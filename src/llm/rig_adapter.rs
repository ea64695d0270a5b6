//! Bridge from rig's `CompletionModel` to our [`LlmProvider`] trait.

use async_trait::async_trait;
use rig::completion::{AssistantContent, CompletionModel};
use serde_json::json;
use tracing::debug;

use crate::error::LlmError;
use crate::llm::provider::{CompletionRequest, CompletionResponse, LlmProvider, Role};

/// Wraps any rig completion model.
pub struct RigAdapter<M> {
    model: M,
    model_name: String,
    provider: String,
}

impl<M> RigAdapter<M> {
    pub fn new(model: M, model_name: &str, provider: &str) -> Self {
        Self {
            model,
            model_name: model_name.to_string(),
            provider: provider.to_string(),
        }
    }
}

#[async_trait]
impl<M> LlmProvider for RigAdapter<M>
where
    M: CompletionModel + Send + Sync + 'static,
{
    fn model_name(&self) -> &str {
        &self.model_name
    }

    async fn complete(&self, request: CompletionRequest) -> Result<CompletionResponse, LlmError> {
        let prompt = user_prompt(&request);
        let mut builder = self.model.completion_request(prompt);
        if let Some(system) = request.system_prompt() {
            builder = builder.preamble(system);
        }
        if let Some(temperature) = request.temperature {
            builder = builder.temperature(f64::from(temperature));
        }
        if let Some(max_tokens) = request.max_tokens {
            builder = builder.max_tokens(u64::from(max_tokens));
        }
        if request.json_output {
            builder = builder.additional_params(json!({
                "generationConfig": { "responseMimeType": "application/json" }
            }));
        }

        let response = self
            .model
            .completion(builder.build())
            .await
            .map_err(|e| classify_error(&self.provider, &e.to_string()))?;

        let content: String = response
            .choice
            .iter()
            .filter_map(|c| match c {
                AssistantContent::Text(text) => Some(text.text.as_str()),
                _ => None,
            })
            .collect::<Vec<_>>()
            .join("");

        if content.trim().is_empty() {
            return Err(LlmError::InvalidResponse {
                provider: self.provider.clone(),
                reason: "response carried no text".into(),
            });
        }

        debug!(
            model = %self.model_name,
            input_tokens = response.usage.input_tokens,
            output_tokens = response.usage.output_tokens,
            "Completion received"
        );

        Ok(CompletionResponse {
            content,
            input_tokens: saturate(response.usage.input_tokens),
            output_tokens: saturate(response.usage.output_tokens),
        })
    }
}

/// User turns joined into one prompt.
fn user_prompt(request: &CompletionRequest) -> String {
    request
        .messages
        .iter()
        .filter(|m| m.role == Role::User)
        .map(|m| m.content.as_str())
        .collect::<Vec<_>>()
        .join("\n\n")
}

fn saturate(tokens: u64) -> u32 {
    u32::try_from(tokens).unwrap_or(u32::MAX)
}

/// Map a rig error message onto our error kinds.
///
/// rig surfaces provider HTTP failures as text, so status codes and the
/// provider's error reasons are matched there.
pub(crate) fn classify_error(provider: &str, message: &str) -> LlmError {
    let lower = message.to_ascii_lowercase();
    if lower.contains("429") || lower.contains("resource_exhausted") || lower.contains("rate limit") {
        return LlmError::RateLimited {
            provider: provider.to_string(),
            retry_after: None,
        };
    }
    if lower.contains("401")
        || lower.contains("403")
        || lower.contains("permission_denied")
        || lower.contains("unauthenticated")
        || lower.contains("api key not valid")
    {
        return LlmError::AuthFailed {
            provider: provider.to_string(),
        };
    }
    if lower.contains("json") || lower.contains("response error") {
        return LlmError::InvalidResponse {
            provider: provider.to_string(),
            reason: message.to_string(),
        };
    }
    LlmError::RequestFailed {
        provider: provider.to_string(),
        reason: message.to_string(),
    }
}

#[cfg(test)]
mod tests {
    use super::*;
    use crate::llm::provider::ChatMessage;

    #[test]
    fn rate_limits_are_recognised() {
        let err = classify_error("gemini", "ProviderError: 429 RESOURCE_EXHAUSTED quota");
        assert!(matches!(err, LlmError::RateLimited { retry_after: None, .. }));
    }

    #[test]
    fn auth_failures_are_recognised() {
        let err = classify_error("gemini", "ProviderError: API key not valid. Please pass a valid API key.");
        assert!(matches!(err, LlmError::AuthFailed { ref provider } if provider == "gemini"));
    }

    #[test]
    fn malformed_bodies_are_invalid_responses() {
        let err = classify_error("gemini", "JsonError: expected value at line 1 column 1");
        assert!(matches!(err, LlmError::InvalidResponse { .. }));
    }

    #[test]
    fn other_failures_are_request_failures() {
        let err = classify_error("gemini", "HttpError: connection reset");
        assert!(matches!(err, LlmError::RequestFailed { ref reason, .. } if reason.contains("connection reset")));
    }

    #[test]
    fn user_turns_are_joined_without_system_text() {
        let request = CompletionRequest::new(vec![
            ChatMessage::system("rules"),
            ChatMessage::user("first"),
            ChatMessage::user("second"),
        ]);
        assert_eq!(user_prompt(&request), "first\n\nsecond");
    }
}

==============================

Exercise description: Above are the entries; return each one exactly.

Exercise solution:
filename src/llm/rig_adapter.rs
repository ea64695d0270a5b6
//! Bridge from rig's `CompletionModel` to our [`LlmProvider`] trait.

use async_trait::async_trait;
use rig::completion::{AssistantContent, CompletionModel};
use serde_json::json;
use tracing::debug;

use crate::error::LlmError;
use crate::llm::provider::{CompletionRequest, CompletionResponse, LlmProvider, Role};

/// Wraps any rig completion model.
pub struct RigAdapter<M> {
    model: M,
    model_name: String,
    provider: String,
}

impl<M> RigAdapter<M> {
    pub fn new(model: M, model_name: &str, provider: &str) -> Self {
        Self {
            model,
            model_name: model_name.to_string(),
            provider: provider.to_string(),
        }
    }
}

#[async_trait]
impl<M> LlmProvider for RigAdapter<M>
where
    M: CompletionModel + Send + Sync + 'static,
{
    fn model_name(&self) -> &str {
        &self.model_name
    }

    async fn complete(&self, request: CompletionRequest) -> Result<CompletionResponse, LlmError> {
        let prompt = user_prompt(&request);
        let mut builder = self.model.completion_request(prompt);
        if let Some(system) = request.system_prompt() {
            builder = builder.preamble(system);
        }
        if let Some(temperature) = request.temperature {
            builder = builder.temperature(f64::from(temperature));
        }
        if let Some(max_tokens) = request.max_tokens {
            builder = builder.max_tokens(u64::from(max_tokens));
        }
        if request.json_output {
            builder = builder.additional_params(json!({
                "generationConfig": { "responseMimeType": "application/json" }
            }));
        }

        let response = self
            .model
            .completion(builder.build())
            .await
            .map_err(|e| classify_error(&self.provider, &e.to_string()))?;

        let content: String = response
            .choice
            .iter()
            .filter_map(|c| match c {
                AssistantContent::Text(text) => Some(text.text.as_str()),
                _ => None,
            })
            .collect::<Vec<_>>()
            .join("");

        if content.trim().is_empty() {
            return Err(LlmError::InvalidResponse {
                provider: self.provider.clone(),
                reason: "response carried no text".into(),
            });
        }

        debug!(
            model = %self.model_name,
            input_tokens = response.usage.input_tokens,
            output_tokens = response.usage.output_tokens,
            "Completion received"
        );

        Ok(CompletionResponse {
            content,
            input_tokens: saturate(response.usage.input_tokens),
            output_tokens: saturate(response.usage.output_tokens),
        })
    }
}

/// User turns joined into one prompt.
fn user_prompt(request: &CompletionRequest) -> String {
    request
        .messages
        .iter()
        .filter(|m| m.role == Role::User)
        .map(|m| m.content.as_str())
        .collect::<Vec<_>>()
        .join("\n\n")
}

fn saturate(tokens: u64) -> u32 {
    u32::try_from(tokens).unwrap_or(u32::MAX)
}

/// Map a rig error message onto our error kinds.
///
/// rig surfaces provider HTTP failures as text, so status codes and the
/// provider's error reasons are matched there.
pub(crate) fn classify_error(provider: &str, message: &str) -> LlmError {
    let lower = message.to_ascii_lowercase();
    if lower.contains("429") || lower.contains("resource_exhausted") || lower.contains("rate limit") {
        return LlmError::RateLimited {
            provider: provider.to_string(),
            retry_after: None,
        };
    }
    if lower.contains("401")
        || lower.contains("403")
        || lower.contains("permission_denied")
        || lower.contains("unauthenticated")
        || lower.contains("api key not valid")
    {
        return LlmError::AuthFailed {
            provider: provider.to_string(),
        };
    }
    if lower.contains("json") || lower.contains("response error") {
        return LlmError::InvalidResponse {
            provider: provider.to_string(),
            reason: message.to_string(),
        };
    }
    LlmError::RequestFailed {
        provider: provider.to_string(),
        reason: message.to_string(),
    }
}

#[cfg(test)]
mod tests {
    use super::*;
    use crate::llm::provider::ChatMessage;

    #[test]
    fn rate_limits_are_recognised() {
        let err = classify_error("gemini", "ProviderError: 429 RESOURCE_EXHAUSTED quota");
        assert!(matches!(err, LlmError::RateLimited { retry_after: None, .. }));
    }

    #[test]
    fn auth_failures_are_recognised() {
        let err = classify_error("gemini", "ProviderError: API key not valid. Please pass a valid API key.");
        assert!(matches!(err, LlmError::AuthFailed { ref provider } if provider == "gemini"));
    }

    #[test]
    fn malformed_bodies_are_invalid_responses() {
        let err = classify_error("gemini", "JsonError: expected value at line 1 column 1");
        assert!(matches!(err, LlmError::InvalidResponse { .. }));
    }

    #[test]
    fn other_failures_are_request_failures() {
        let err = classify_error("gemini", "HttpError: connection reset");
        assert!(matches!(err, LlmError::RequestFailed { ref reason, .. } if reason.contains("connection reset")));
    }

    #[test]
    fn user_turns_are_joined_without_system_text() {
        let request = CompletionRequest::new(vec![
            ChatMessage::system("rules"),
            ChatMessage::user("first"),
            ChatMessage::user("second"),
        ]);
        assert_eq!(user_prompt(&request), "first\n\nsecond");
    }
}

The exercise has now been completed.